* _The problem_
Scan the material for the word "CartService", then return every line where it appears.
*** Study material Section Begins ***
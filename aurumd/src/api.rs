//! HTTP API for the Aurum daemon.
//!
//! Thin binding layer: extracts identifiers and DTOs, calls the services,
//! and maps domain errors to status codes. Authentication happens
//! upstream; the caller's identity arrives as an `X-User-Id` header.

use axum::{
    extract::{Path, State},
    http::{HeaderMap, StatusCode},
    routing::{delete, get, patch, post},
    Json, Router,
};
use serde::{Deserialize, Serialize};
use std::sync::Arc;
use tower_http::trace::TraceLayer;
use uuid::Uuid;

use aurum_domain::{ProductId, ShippingInfo, UserId};
use aurum_gateway::{parse_event, verify_signature};
use aurum_orders::{CartService, CartView, OrderError, OrderService, OrderSummary};
use aurum_payments::{PaymentError, PaymentGatewayPort, PaymentService};
use aurum_store::{ProductRepository, Store, StoreError};

// =============================================================================
// API State
// =============================================================================

/// Shared state for API handlers.
pub struct ApiState<S, C, G>
where
    S: Store + 'static,
    C: ProductRepository + 'static,
    G: PaymentGatewayPort + 'static,
{
    pub carts: CartService<S, C>,
    pub orders: OrderService<S>,
    pub payments: PaymentService<S, G>,
    /// Endpoint secret for webhook signature verification
    pub webhook_secret: String,
}

// =============================================================================
// Request/Response Types
// =============================================================================

/// Health check response.
#[derive(Debug, Serialize)]
pub struct HealthResponse {
    pub status: String,
    pub version: String,
}

/// Request to add a product to the cart.
#[derive(Debug, Deserialize)]
pub struct AddItemRequest {
    pub product_id: ProductId,
    pub quantity: i32,
}

/// Request to overwrite a cart line's quantity.
#[derive(Debug, Deserialize)]
pub struct UpdateItemRequest {
    pub quantity: i32,
}

/// Request to convert the cart into an order.
#[derive(Debug, Deserialize)]
pub struct CreateOrderRequest {
    pub recipient: String,
    pub email: String,
    pub address: String,
    pub city: String,
    pub postal_code: String,
    pub country: String,
}

/// Privileged status update request.
#[derive(Debug, Deserialize)]
pub struct UpdateStatusRequest {
    pub status: String,
}

/// Request to create or retry a payment intent.
#[derive(Debug, Deserialize)]
pub struct PaymentIntentRequest {
    pub idempotency_key: String,
}

/// Payment intent response.
#[derive(Debug, Serialize)]
pub struct PaymentIntentResponse {
    pub client_secret: String,
}

/// Error response.
#[derive(Debug, Serialize)]
pub struct ErrorResponse {
    pub error: String,
}

type ApiError = (StatusCode, Json<ErrorResponse>);

// =============================================================================
// Router
// =============================================================================

/// Create the API router.
pub fn create_router<S, C, G>(state: Arc<ApiState<S, C, G>>) -> Router
where
    S: Store + 'static,
    C: ProductRepository + 'static,
    G: PaymentGatewayPort + 'static,
{
    Router::new()
        .route("/health", get(health_handler))
        .route("/cart", get(get_cart_handler))
        .route("/cart/items", post(add_item_handler))
        .route("/cart/items/:product_id", patch(update_item_handler))
        .route("/cart/items/:product_id", delete(remove_item_handler))
        .route("/orders", post(create_order_handler))
        .route("/orders", get(orders_history_handler))
        .route("/orders/:id", get(get_order_handler))
        .route("/orders/:id/cancel", post(cancel_order_handler))
        .route("/orders/:id/status", patch(update_status_handler))
        .route("/orders/:id/payment-intent", post(create_intent_handler))
        .route("/orders/:id/payment/retry", post(retry_payment_handler))
        .route("/webhooks/payments", post(webhook_handler))
        .layer(TraceLayer::new_for_http())
        .with_state(state)
}

// =============================================================================
// Handlers
// =============================================================================

/// Health check endpoint.
async fn health_handler() -> Json<HealthResponse> {
    Json(HealthResponse {
        status: "healthy".to_string(),
        version: env!("CARGO_PKG_VERSION").to_string(),
    })
}

/// Get the caller's cart.
async fn get_cart_handler<S, C, G>(
    State(state): State<Arc<ApiState<S, C, G>>>,
    headers: HeaderMap,
) -> Result<Json<CartView>, ApiError>
where
    S: Store + 'static,
    C: ProductRepository + 'static,
    G: PaymentGatewayPort + 'static,
{
    let user_id = user_id_from_headers(&headers)?;
    let view = state.carts.get_cart(user_id).await.map_err(order_error_response)?;
    Ok(Json(view))
}

/// Add a product to the caller's cart.
async fn add_item_handler<S, C, G>(
    State(state): State<Arc<ApiState<S, C, G>>>,
    headers: HeaderMap,
    Json(req): Json<AddItemRequest>,
) -> Result<Json<CartView>, ApiError>
where
    S: Store + 'static,
    C: ProductRepository + 'static,
    G: PaymentGatewayPort + 'static,
{
    let user_id = user_id_from_headers(&headers)?;
    let view = state
        .carts
        .add_item(user_id, req.product_id, req.quantity)
        .await
        .map_err(order_error_response)?;
    Ok(Json(view))
}

/// Overwrite a cart line's quantity (zero removes it).
async fn update_item_handler<S, C, G>(
    State(state): State<Arc<ApiState<S, C, G>>>,
    headers: HeaderMap,
    Path(product_id): Path<Uuid>,
    Json(req): Json<UpdateItemRequest>,
) -> Result<Json<CartView>, ApiError>
where
    S: Store + 'static,
    C: ProductRepository + 'static,
    G: PaymentGatewayPort + 'static,
{
    let user_id = user_id_from_headers(&headers)?;
    let view = state
        .carts
        .update_item(user_id, product_id, req.quantity)
        .await
        .map_err(order_error_response)?;
    Ok(Json(view))
}

/// Remove a product from the caller's cart.
async fn remove_item_handler<S, C, G>(
    State(state): State<Arc<ApiState<S, C, G>>>,
    headers: HeaderMap,
    Path(product_id): Path<Uuid>,
) -> Result<Json<CartView>, ApiError>
where
    S: Store + 'static,
    C: ProductRepository + 'static,
    G: PaymentGatewayPort + 'static,
{
    let user_id = user_id_from_headers(&headers)?;
    let view = state
        .carts
        .remove_item(user_id, product_id)
        .await
        .map_err(order_error_response)?;
    Ok(Json(view))
}

/// Convert the caller's cart into an order.
async fn create_order_handler<S, C, G>(
    State(state): State<Arc<ApiState<S, C, G>>>,
    headers: HeaderMap,
    Json(req): Json<CreateOrderRequest>,
) -> Result<(StatusCode, Json<OrderSummary>), ApiError>
where
    S: Store + 'static,
    C: ProductRepository + 'static,
    G: PaymentGatewayPort + 'static,
{
    let user_id = user_id_from_headers(&headers)?;

    let shipping = ShippingInfo::new(
        req.recipient,
        req.email,
        req.address,
        req.city,
        req.postal_code,
        req.country,
    )
    .map_err(|e| bad_request(e.to_string()))?;

    let summary = state
        .orders
        .create_order_from_cart(user_id, shipping)
        .await
        .map_err(order_error_response)?;

    Ok((StatusCode::CREATED, Json(summary)))
}

/// The caller's order history, newest first.
async fn orders_history_handler<S, C, G>(
    State(state): State<Arc<ApiState<S, C, G>>>,
    headers: HeaderMap,
) -> Result<Json<Vec<OrderSummary>>, ApiError>
where
    S: Store + 'static,
    C: ProductRepository + 'static,
    G: PaymentGatewayPort + 'static,
{
    let user_id = user_id_from_headers(&headers)?;
    let history =
        state.orders.get_orders_history(user_id).await.map_err(order_error_response)?;
    Ok(Json(history))
}

/// Get a single order.
async fn get_order_handler<S, C, G>(
    State(state): State<Arc<ApiState<S, C, G>>>,
    headers: HeaderMap,
    Path(order_id): Path<Uuid>,
) -> Result<Json<OrderSummary>, ApiError>
where
    S: Store + 'static,
    C: ProductRepository + 'static,
    G: PaymentGatewayPort + 'static,
{
    let user_id = user_id_from_headers(&headers)?;
    let summary = state
        .orders
        .get_order_info(user_id, order_id)
        .await
        .map_err(order_error_response)?;
    Ok(Json(summary))
}

/// Cancel an order.
async fn cancel_order_handler<S, C, G>(
    State(state): State<Arc<ApiState<S, C, G>>>,
    headers: HeaderMap,
    Path(order_id): Path<Uuid>,
) -> Result<StatusCode, ApiError>
where
    S: Store + 'static,
    C: ProductRepository + 'static,
    G: PaymentGatewayPort + 'static,
{
    let user_id = user_id_from_headers(&headers)?;
    state.orders.cancel_order(user_id, order_id).await.map_err(order_error_response)?;
    Ok(StatusCode::NO_CONTENT)
}

/// Privileged status update (operator path, RBAC enforced upstream).
async fn update_status_handler<S, C, G>(
    State(state): State<Arc<ApiState<S, C, G>>>,
    Path(order_id): Path<Uuid>,
    Json(req): Json<UpdateStatusRequest>,
) -> Result<StatusCode, ApiError>
where
    S: Store + 'static,
    C: ProductRepository + 'static,
    G: PaymentGatewayPort + 'static,
{
    state
        .orders
        .update_order_status(order_id, &req.status)
        .await
        .map_err(order_error_response)?;
    Ok(StatusCode::NO_CONTENT)
}

/// Create a payment intent for an order.
async fn create_intent_handler<S, C, G>(
    State(state): State<Arc<ApiState<S, C, G>>>,
    Path(order_id): Path<Uuid>,
    Json(req): Json<PaymentIntentRequest>,
) -> Result<Json<PaymentIntentResponse>, ApiError>
where
    S: Store + 'static,
    C: ProductRepository + 'static,
    G: PaymentGatewayPort + 'static,
{
    let client_secret = state
        .payments
        .create_payment_intent(order_id, &req.idempotency_key)
        .await
        .map_err(payment_error_response)?;
    Ok(Json(PaymentIntentResponse { client_secret }))
}

/// Retry a failed order payment.
async fn retry_payment_handler<S, C, G>(
    State(state): State<Arc<ApiState<S, C, G>>>,
    headers: HeaderMap,
    Path(order_id): Path<Uuid>,
    Json(req): Json<PaymentIntentRequest>,
) -> Result<Json<PaymentIntentResponse>, ApiError>
where
    S: Store + 'static,
    C: ProductRepository + 'static,
    G: PaymentGatewayPort + 'static,
{
    let user_id = user_id_from_headers(&headers)?;
    let client_secret = state
        .payments
        .retry_order_payment(user_id, order_id, &req.idempotency_key)
        .await
        .map_err(payment_error_response)?;
    Ok(Json(PaymentIntentResponse { client_secret }))
}

/// Signed gateway webhook deliveries.
async fn webhook_handler<S, C, G>(
    State(state): State<Arc<ApiState<S, C, G>>>,
    headers: HeaderMap,
    body: String,
) -> Result<StatusCode, ApiError>
where
    S: Store + 'static,
    C: ProductRepository + 'static,
    G: PaymentGatewayPort + 'static,
{
    let signature = headers
        .get("Stripe-Signature")
        .and_then(|value| value.to_str().ok())
        .ok_or_else(|| bad_request("Missing Stripe-Signature header".to_string()))?;

    verify_signature(&body, signature, &state.webhook_secret)
        .map_err(|e| bad_request(e.to_string()))?;

    let Some(event) = parse_event(&body).map_err(|e| bad_request(e.to_string()))? else {
        // Event type we do not consume; acknowledge so the provider
        // stops redelivering it.
        return Ok(StatusCode::OK);
    };

    state.payments.handle_gateway_event(&event).await.map_err(payment_error_response)?;
    Ok(StatusCode::OK)
}

// =============================================================================
// Error mapping
// =============================================================================

fn user_id_from_headers(headers: &HeaderMap) -> Result<UserId, ApiError> {
    headers
        .get("X-User-Id")
        .and_then(|value| value.to_str().ok())
        .and_then(|value| Uuid::parse_str(value).ok())
        .ok_or((
            StatusCode::UNAUTHORIZED,
            Json(ErrorResponse { error: "Missing or invalid X-User-Id header".to_string() }),
        ))
}

fn bad_request(message: String) -> ApiError {
    (StatusCode::BAD_REQUEST, Json(ErrorResponse { error: message }))
}

fn store_status(err: &StoreError) -> StatusCode {
    match err {
        StoreError::NotFound { .. } => StatusCode::NOT_FOUND,
        StoreError::Duplicate { .. } => StatusCode::CONFLICT,
        StoreError::InsufficientStock { .. } => StatusCode::CONFLICT,
        _ => StatusCode::INTERNAL_SERVER_ERROR,
    }
}

fn order_error_response(err: OrderError) -> ApiError {
    let status = match &err {
        OrderError::CartEmpty => StatusCode::BAD_REQUEST,
        OrderError::InsufficientStock { .. } => StatusCode::CONFLICT,
        OrderError::ProductUnavailable(_) => StatusCode::NOT_FOUND,
        OrderError::OrderNotFound(_) => StatusCode::NOT_FOUND,
        OrderError::OrderNotOwned(_) => StatusCode::FORBIDDEN,
        OrderError::CannotCancel(_) => StatusCode::CONFLICT,
        OrderError::CannotChangeStatus(_) => StatusCode::CONFLICT,
        OrderError::InvalidStatus(_) => StatusCode::BAD_REQUEST,
        OrderError::Domain(_) => StatusCode::BAD_REQUEST,
        OrderError::Store(store_err) => store_status(store_err),
    };

    (status, Json(ErrorResponse { error: err.to_string() }))
}

fn payment_error_response(err: PaymentError) -> ApiError {
    let status = match &err {
        PaymentError::CardDeclined
        | PaymentError::CardExpired
        | PaymentError::IncorrectCvc => StatusCode::PAYMENT_REQUIRED,
        PaymentError::ProcessingFailed(_) => StatusCode::BAD_GATEWAY,
        PaymentError::TooManyRetries(_) => StatusCode::TOO_MANY_REQUESTS,
        PaymentError::OrderAlreadyPaid(_) | PaymentError::OrderCancelled(_) => {
            StatusCode::CONFLICT
        },
        PaymentError::OrderNotFound(_) => StatusCode::NOT_FOUND,
        PaymentError::OrderNotOwned(_) => StatusCode::FORBIDDEN,
        PaymentError::Store(store_err) => store_status(store_err),
    };

    (status, Json(ErrorResponse { error: err.to_string() }))
}

// =============================================================================
// Tests
// =============================================================================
*** Study material Section Ends ***
* _Solved problem_
use aurum_orders::{CartService, CartView, OrderError, OrderService, OrderSummary};
    pub carts: CartService<S, C>,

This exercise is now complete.